# Predictive Data Analytics With Apache Spark (Part 6 Binary Classification)

##### January 20, 2019

# 1. Select Features

The main task in this article is to build binary classifiers that can differentiate between two time frames during Engine’s life; the **Alarm Zone** (1-15 runs before Engine’s failure) and the **Normal Zone** (longer than 15 runs before Engine’s failure).

The first step toward building classifiers is to visualize data features and select the most expressive ones to be learned by the classifiers.

The first set of features we want to visualize is the set of standardized features of both train and test datasets. The following figure displays the standardized features of Engine #15 for train dataset (left) and test dataset (right).

From the above figure we conclude that features [*s3_rollingmean_4_scaled*, *s4_rollingmean_4_scaled*, *s7_rollingmean_4_scaled*, *s12_rollingmean_4_scaled*, and *s17_rollingmean_4_scaled*] have common trend in both train and test dataset.

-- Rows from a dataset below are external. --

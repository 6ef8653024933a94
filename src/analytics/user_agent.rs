//! User-agent classification

use woothee::parser::Parser;

use crate::models::DeviceType;

const UNKNOWN: &str = "Unknown";

/// Markers of automated clients that woothee reports as ordinary browsers
const BOT_MARKERS: [&str; 6] = ["bot", "crawler", "spider", "headless", "lighthouse", "slurp"];

/// Structured flags extracted from a raw user-agent string
#[derive(Debug, Clone, Default, PartialEq, Eq)]
pub struct UaFlags {
    pub is_mobile: bool,
    pub is_tablet: bool,
    pub is_desktop: bool,
    pub is_bot: bool,
    pub os: String,
    pub browser: String,
}

impl UaFlags {
    pub fn parse(user_agent: &str) -> Self {
        let ua = user_agent.trim();
        let lowered = ua.to_ascii_lowercase();
        let marked_bot = BOT_MARKERS.iter().any(|m| lowered.contains(m));

        if ua.is_empty() {
            return Self {
                os: UNKNOWN.to_string(),
                browser: UNKNOWN.to_string(),
                ..Default::default()
            };
        }

        let Some(result) = Parser::new().parse(ua) else {
            return Self {
                is_bot: marked_bot,
                os: UNKNOWN.to_string(),
                browser: UNKNOWN.to_string(),
                ..Default::default()
            };
        };

        let handheld = matches!(result.category, "smartphone" | "mobilephone");
        let is_tablet = handheld
            && (result.os == "iPad"
                || lowered.contains("tablet")
                || (result.os == "Android" && !lowered.contains("mobile")));

        Self {
            is_mobile: handheld && !is_tablet,
            is_tablet,
            is_desktop: result.category == "pc",
            is_bot: result.category == "crawler" || marked_bot,
            os: clean_name(result.os),
            browser: clean_name(result.name),
        }
    }
}

fn clean_name(name: &str) -> String {
    let name = name.trim();
    if name.is_empty() || name == "UNKNOWN" {
        UNKNOWN.to_string()
    } else {
        name.to_string()
    }
}

struct DeviceRule {
    device: DeviceType,
    applies: fn(&UaFlags) -> bool,
}

/// Resolution order for device types; the first matching rule wins.
/// Bot sits ahead of Desktop so headless and crawler agents that also look
/// like desktop browsers are not counted as people.
const DEVICE_RULES: [DeviceRule; 4] = [
    DeviceRule {
        device: DeviceType::Mobile,
        applies: |f| f.is_mobile,
    },
    DeviceRule {
        device: DeviceType::Tablet,
        applies: |f| f.is_tablet,
    },
    DeviceRule {
        device: DeviceType::Bot,
        applies: |f| f.is_bot,
    },
    DeviceRule {
        device: DeviceType::Desktop,
        applies: |f| f.is_desktop,
    },
];

pub fn resolve_device_type(flags: &UaFlags) -> DeviceType {
    DEVICE_RULES
        .iter()
        .find(|rule| (rule.applies)(flags))
        .map(|rule| rule.device)
        .unwrap_or(DeviceType::Unknown)
}
use serde::{Deserialize, Serialize};
use sqlx::FromRow;

/// A website registered to send beacons, keyed by its hostname
#[derive(Debug, Clone, PartialEq, Eq, Serialize, Deserialize, FromRow)]
pub struct Site {
    pub id: i64,
    pub domain: String,
    pub created_at: i64,
}
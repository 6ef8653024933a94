//! Per-day random salts for visitor fingerprints
//!
//! One secret exists per UTC calendar day. It is generated the first time the
//! day is seen and reused until the day rolls over. Secrets are held in memory
//! only, so once a day's secret is evicted (or the process restarts) nothing
//! can link that day's fingerprints back to a visitor.

use chrono::{DateTime, Days, NaiveDate, Utc};
use dashmap::DashMap;
use std::fmt;
use std::sync::Arc;
use tracing::{debug, info};

/// Bytes of entropy in a generated secret
pub const SECRET_LEN: usize = 32;

type SecretGenerator = dyn Fn() -> Vec<u8> + Send + Sync;

/// First day still inside a `retention_days` window ending on `today`.
/// The window counts `today`, so `2` keeps today and yesterday.
pub fn retention_cutoff(today: NaiveDate, retention_days: u32) -> NaiveDate {
    today
        .checked_sub_days(Days::new(u64::from(retention_days.max(1) - 1)))
        .unwrap_or(NaiveDate::MIN)
}

#[derive(Clone)]
pub struct DailySecret {
    pub day: NaiveDate,
    pub generated_at: DateTime<Utc>,
    value: Arc<[u8]>,
}

impl DailySecret {
    pub fn value(&self) -> &[u8] {
        &self.value
    }
}

// Never print the secret itself
impl fmt::Debug for DailySecret {
    fn fmt(&self, f: &mut fmt::Formatter<'_>) -> fmt::Result {
        f.debug_struct("DailySecret")
            .field("day", &self.day)
            .field("generated_at", &self.generated_at)
            .field("value", &"<redacted>")
            .finish()
    }
}

fn random_secret() -> Vec<u8> {
    let bytes: [u8; SECRET_LEN] = rand::random();
    bytes.to_vec()
}

/// Day → secret cache owned by the ingestion service
pub struct SaltRotator {
    secrets: DashMap<NaiveDate, DailySecret>,
    retention_days: u32,
    generator: Box<SecretGenerator>,
}

impl SaltRotator {
    /// Rotator backed by the thread-local CSPRNG. `retention_days` counts the
    /// current day, so `2` keeps today's and yesterday's secrets.
    pub fn new(retention_days: u32) -> Self {
        Self::with_generator(retention_days, random_secret)
    }

    /// Rotator with a caller-provided secret source
    pub fn with_generator<F>(retention_days: u32, generator: F) -> Self
    where
        F: Fn() -> Vec<u8> + Send + Sync + 'static,
    {
        Self {
            secrets: DashMap::new(),
            retention_days: retention_days.max(1),
            generator: Box::new(generator),
        }
    }

    /// Secret for the UTC day containing `now`, generating it on first use.
    ///
    /// Creation happens under the shard lock of the day's entry, so callers
    /// racing on a new day all receive the same secret.
    pub fn get_or_create(&self, now: DateTime<Utc>) -> DailySecret {
        let day = now.date_naive();

        if let Some(existing) = self.secrets.get(&day) {
            return existing.clone();
        }

        let mut created = false;
        let secret = self
            .secrets
            .entry(day)
            .or_insert_with(|| {
                created = true;
                DailySecret {
                    day,
                    generated_at: now,
                    value: Arc::from((self.generator)()),
                }
            })
            .clone();

        if created {
            info!(%day, "Generated visitor salt for new day");
            self.evict_expired(day);
        }

        secret
    }

    /// First day still inside the retention window relative to `today`
    pub fn oldest_retained_day(&self, today: NaiveDate) -> NaiveDate {
        retention_cutoff(today, self.retention_days)
    }

    /// Drop secrets older than the retention window. Returns how many were removed.
    pub fn evict_expired(&self, today: NaiveDate) -> usize {
        let cutoff = self.oldest_retained_day(today);
        let before = self.secrets.len();
        self.secrets.retain(|day, _| *day >= cutoff);
        let evicted = before.saturating_sub(self.secrets.len());
        if evicted > 0 {
            debug!(evicted, %cutoff, "Evicted expired visitor salts");
        }
        evicted
    }

    pub fn retention_days(&self) -> u32 {
        self.retention_days
    }

    pub fn len(&self) -> usize {
        self.secrets.len()
    }

    pub fn is_empty(&self) -> bool {
        self.secrets.is_empty()
    }
}

impl Default for SaltRotator {
    fn default() -> Self {
        Self::new(2)
    }
}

Therefore, we include these features as independent features in our classifiers.

The second set of features we want to visualize is the set of standardized PC features of both train dataset (left) and test dataset (right), which are plotted below.

From this subset of features, we select the first standardized PCsÂ [*PCA_1_scaled* to *PCA_5_scaled*] to be included them in our train vector.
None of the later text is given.